Receptor-mediated endocytosis governs the entry of receptors inside the cells. In the case of signalling receptors, e.g. tyrosine kinase receptors, the process is ligand-dependent and includes a series of surface events which determines the specificity of the internalization process and the activation of distinct signal transduction pathways. Tyrosine kinase receptors, e.g. the insulin/IGF-1 receptors, are initially located outside the internalization gates (the clathrin-coated pits) and concentrated on thin digitations of the cell surface: the microvilli. In the case of the insulin receptor, specific motifs of the beta subunit are responsible for anchoring the receptor to microvilli. However, the molecular mechanisms by which this motif mediates this anchoring are poorly understood and necessitate further studies. In particular, the association of insulin receptors with cytoskeletal elements or specific lipidic domains concentrated on microvilli (e.g. lipid rafts) are under investigation as these interactions may provide the appropriate environment for the transduction of the insulin metabolic effects.

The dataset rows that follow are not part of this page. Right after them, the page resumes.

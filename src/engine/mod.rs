// 8.0: the exchange engine. owns the store and drives the block lifecycle:
// placement between blocks, settlements and funding at the start of a block,
// triggers and batch matching at the end of it.
// deterministic; collaborators are reached only through their traits.

mod config;
mod core;
mod execution;
mod funding;
mod lifecycle;
mod liquidation;
mod orders;
mod results;
mod settlement;
mod triggers;

pub use config::EngineConfig;
pub use core::Engine;
pub use lifecycle::MarketParamsUpdate;
pub use orders::{CancellationStrategy, OrderRequest, OrderToCancel};
pub use results::{AtomicOrderResult, BlockSummary, EngineError, LiquidationResult, PlacedOrder};
use std::sync::Arc;

use tracing::warn;

use crate::models::{
    AnalysisInput, ImageFindings, ImagingModality, ReportPayload, SessionRecord, TextReasoning,
};
use crate::store::{SESSION_COLLECTION, SessionStore};

/// Coerces the `simple_view` form value. Anything outside the accepted set
/// (case-insensitive) is false.
pub fn parse_view_flag(raw: &str) -> bool {
    matches!(raw.to_lowercase().as_str(), "1" | "true" | "yes")
}

fn derive_modality(input: &AnalysisInput) -> ImagingModality {
    match (&input.image_filename, &input.video_filename) {
        (None, None) => ImagingModality::Unknown,
        (_, Some(_)) => ImagingModality::Video,
        (Some(_), None) => ImagingModality::Image,
    }
}

/// The lay summary is included only for the simple view or for the literal
/// role "Patient". The comparison is case-sensitive.
fn include_patient_friendly(input: &AnalysisInput) -> bool {
    input.simple_view || input.role == "Patient"
}

/// Builds the report for one request. The clinical content is simulated: a
/// real deployment would route text and media to inference models here, but
/// the field shape and the two branching rules (modality derivation and
/// patient-friendly inclusion) are the contract.
pub fn build_report(input: &AnalysisInput) -> ReportPayload {
    let text_reasoning = TextReasoning {
        differential: vec![
            "Viral upper respiratory infection".to_string(),
            "Bacterial pneumonia".to_string(),
            "Asthma exacerbation".to_string(),
        ],
        rationale: "Symptoms and vitals suggest possible lower respiratory tract involvement."
            .to_string(),
    };

    let image_findings = ImageFindings {
        imaging_modality: derive_modality(input),
        key_findings: vec![
            "No obvious fracture".to_string(),
            "Possible left lower lobe opacity".to_string(),
        ],
        quality: "adequate".to_string(),
    };

    let patient_friendly = if include_patient_friendly(input) {
        "You likely have a chest infection. We'll check some blood tests and may start \
         antibiotics. We'll keep an eye on your oxygen levels."
            .to_string()
    } else {
        String::new()
    };

    ReportPayload {
        summary: "Acute cough and dyspnea with possible infectious etiology; correlate imaging \
                  and vitals."
            .to_string(),
        text_reasoning,
        image_findings,
        integrated_assessment: "Clinical features combined with imaging suggest \
                                community-acquired pneumonia; consider antibiotics if bacterial \
                                risk high."
            .to_string(),
        next_steps: vec![
            "Order CBC, CMP, and CRP".to_string(),
            "Obtain pulse oximetry monitoring".to_string(),
            "Consider empiric antibiotics per local guidelines".to_string(),
            "Reassess in 24-48 hours".to_string(),
        ],
        patient_friendly,
        confidence: 0.78,
    }
}

/// Produces the report and logs the session as a best-effort side effect.
#[derive(Clone)]
pub struct AnalysisResponder {
    store: Arc<dyn SessionStore>,
}

impl AnalysisResponder {
    pub fn new(store: Arc<dyn SessionStore>) -> Self {
        Self { store }
    }

    /// Total over its input: persistence problems are logged at the boundary
    /// and the report is returned regardless.
    pub async fn analyze(&self, input: AnalysisInput) -> ReportPayload {
        let report = build_report(&input);
        self.persist(input, &report).await;
        report
    }

    async fn persist(&self, input: AnalysisInput, report: &ReportPayload) {
        let output = match serde_json::to_value(report) {
            Ok(value) => value,
            Err(e) => {
                warn!("session log skipped, report not serializable: {e}");
                return;
            }
        };

        match SessionRecord::new(input, output, Some(report.confidence)) {
            Ok(record) => {
                if let Err(e) = self.store.insert(SESSION_COLLECTION, &record).await {
                    warn!("session log write skipped: {e}");
                }
            }
            Err(e) => warn!("session log rejected: {e}"),
        }
    }
}
use serde::{Deserialize, Serialize};

/// Which kind of media accompanied the request.
#[derive(Debug, Clone, Copy, PartialEq, Eq, Serialize, Deserialize)]
#[serde(rename_all = "lowercase")]
pub enum ImagingModality {
    Unknown,
    Image,
    Video,
}

#[derive(Debug, Clone, Serialize, Deserialize)]
pub struct TextReasoning {
    pub differential: Vec<String>,
    pub rationale: String,
}

#[derive(Debug, Clone, Serialize, Deserialize)]
pub struct ImageFindings {
    pub imaging_modality: ImagingModality,
    pub key_findings: Vec<String>,
    pub quality: String,
}

/// The full clinical report returned by `/analyze`. Transient: built once,
/// returned to the caller, and copied unchanged into the session log.
#[derive(Debug, Clone, Serialize, Deserialize)]
pub struct ReportPayload {
    pub summary: String,
    pub text_reasoning: TextReasoning,
    pub image_findings: ImageFindings,
    pub integrated_assessment: String,
    pub next_steps: Vec<String>,
    pub patient_friendly: String,
    pub confidence: f64,
}

/// Normalized `/analyze` form fields. Uploaded media keeps only its filename.
#[derive(Debug, Clone, Default)]
pub struct AnalysisInput {
    pub role: String,
    pub simple_view: bool,
    pub symptoms: Option<String>,
    pub vitals: Option<String>,
    pub history: Option<String>,
    pub image_filename: Option<String>,
    pub video_filename: Option<String>,
}

#[derive(Debug, thiserror::Error)]
pub enum RecordError {
    #[error("confidence {0} is outside [0.0, 1.0]")]
    ConfidenceOutOfRange(f64),
}

/// One persisted clinical interaction. Collection name: `rafaelsession`.
/// Insert-only; the store assigns the document id.
#[derive(Debug, Clone, Serialize, Deserialize)]
pub struct SessionRecord {
    pub role: String,
    pub simple_view: bool,
    pub symptoms: Option<String>,
    pub vitals: Option<String>,
    pub history: Option<String>,
    pub image_filename: Option<String>,
    pub video_filename: Option<String>,
    pub output: serde_json::Value,
    pub confidence: Option<f64>,
}

impl SessionRecord {
    /// Validates the confidence bound at construction, so out-of-range
    /// records can never reach the store.
    pub fn new(
        input: AnalysisInput,
        output: serde_json::Value,
        confidence: Option<f64>,
    ) -> Result<Self, RecordError> {
        if let Some(c) = confidence {
            if !(0.0..=1.0).contains(&c) {
                return Err(RecordError::ConfidenceOutOfRange(c));
            }
        }

        Ok(Self {
            role: input.role,
            simple_view: input.simple_view,
            symptoms: input.symptoms,
            vitals: input.vitals,
            history: input.history,
            image_filename: input.image_filename,
            video_filename: input.video_filename,
            output,
            confidence,
        })
    }
}

#[cfg(test)]
mod tests {
    use super::*;
    use serde_json::json;

    fn input() -> AnalysisInput {
        AnalysisInput {
            role: "Clinician".to_string(),
            ..Default::default()
        }
    }

    #[test]
    fn confidence_above_one_is_rejected() {
        let result = SessionRecord::new(input(), json!({}), Some(1.5));
        assert!(matches!(
            result,
            Err(RecordError::ConfidenceOutOfRange(c)) if c == 1.5
        ));
    }

    #[test]
    fn confidence_bounds_are_inclusive() {
        assert!(SessionRecord::new(input(), json!({}), Some(0.0)).is_ok());
        assert!(SessionRecord::new(input(), json!({}), Some(1.0)).is_ok());
    }

    #[test]
    fn absent_confidence_is_accepted() {
        let record = SessionRecord::new(input(), json!({}), None).unwrap();
        assert_eq!(record.confidence, None);
        assert_eq!(record.role, "Clinician");
    }

    #[test]
    fn negative_confidence_is_rejected() {
        assert!(SessionRecord::new(input(), json!({}), Some(-0.1)).is_err());
    }

    #[test]
    fn modality_serializes_lowercase() {
        assert_eq!(
            serde_json::to_value(ImagingModality::Unknown).unwrap(),
            json!("unknown")
        );
        assert_eq!(
            serde_json::to_value(ImagingModality::Video).unwrap(),
            json!("video")
        );
    }
}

Upon ligand binding, activated insulin receptors complexed to insulin are released from microvilli, segregate in clathrin-coated pits and enter the cells. In endosomes, insulin is uncoupled from its receptor and recycles back to the cell surface, whereas the hormone is degraded in lysosomes thus terminating the wave of signalling. These steps participate in the biological activity of the hormone via: (1) a regulation of cell sensitivity to the hormone through a fine tuning of the number of surface receptors; (2) termination of the signalling by intracellular degradation of the ligands; and (3) giving the receptors access to plasma membrane domains and intracellular compartments from which distinct signalling pathways originate. Current studies are designed to compare the behaviour of IGF-1 receptors to that of insulin receptors to establish whether different localization on the plasma membrane, trafficking pathways and/or kinetics of signalling might explain the different biological activities of these two receptors.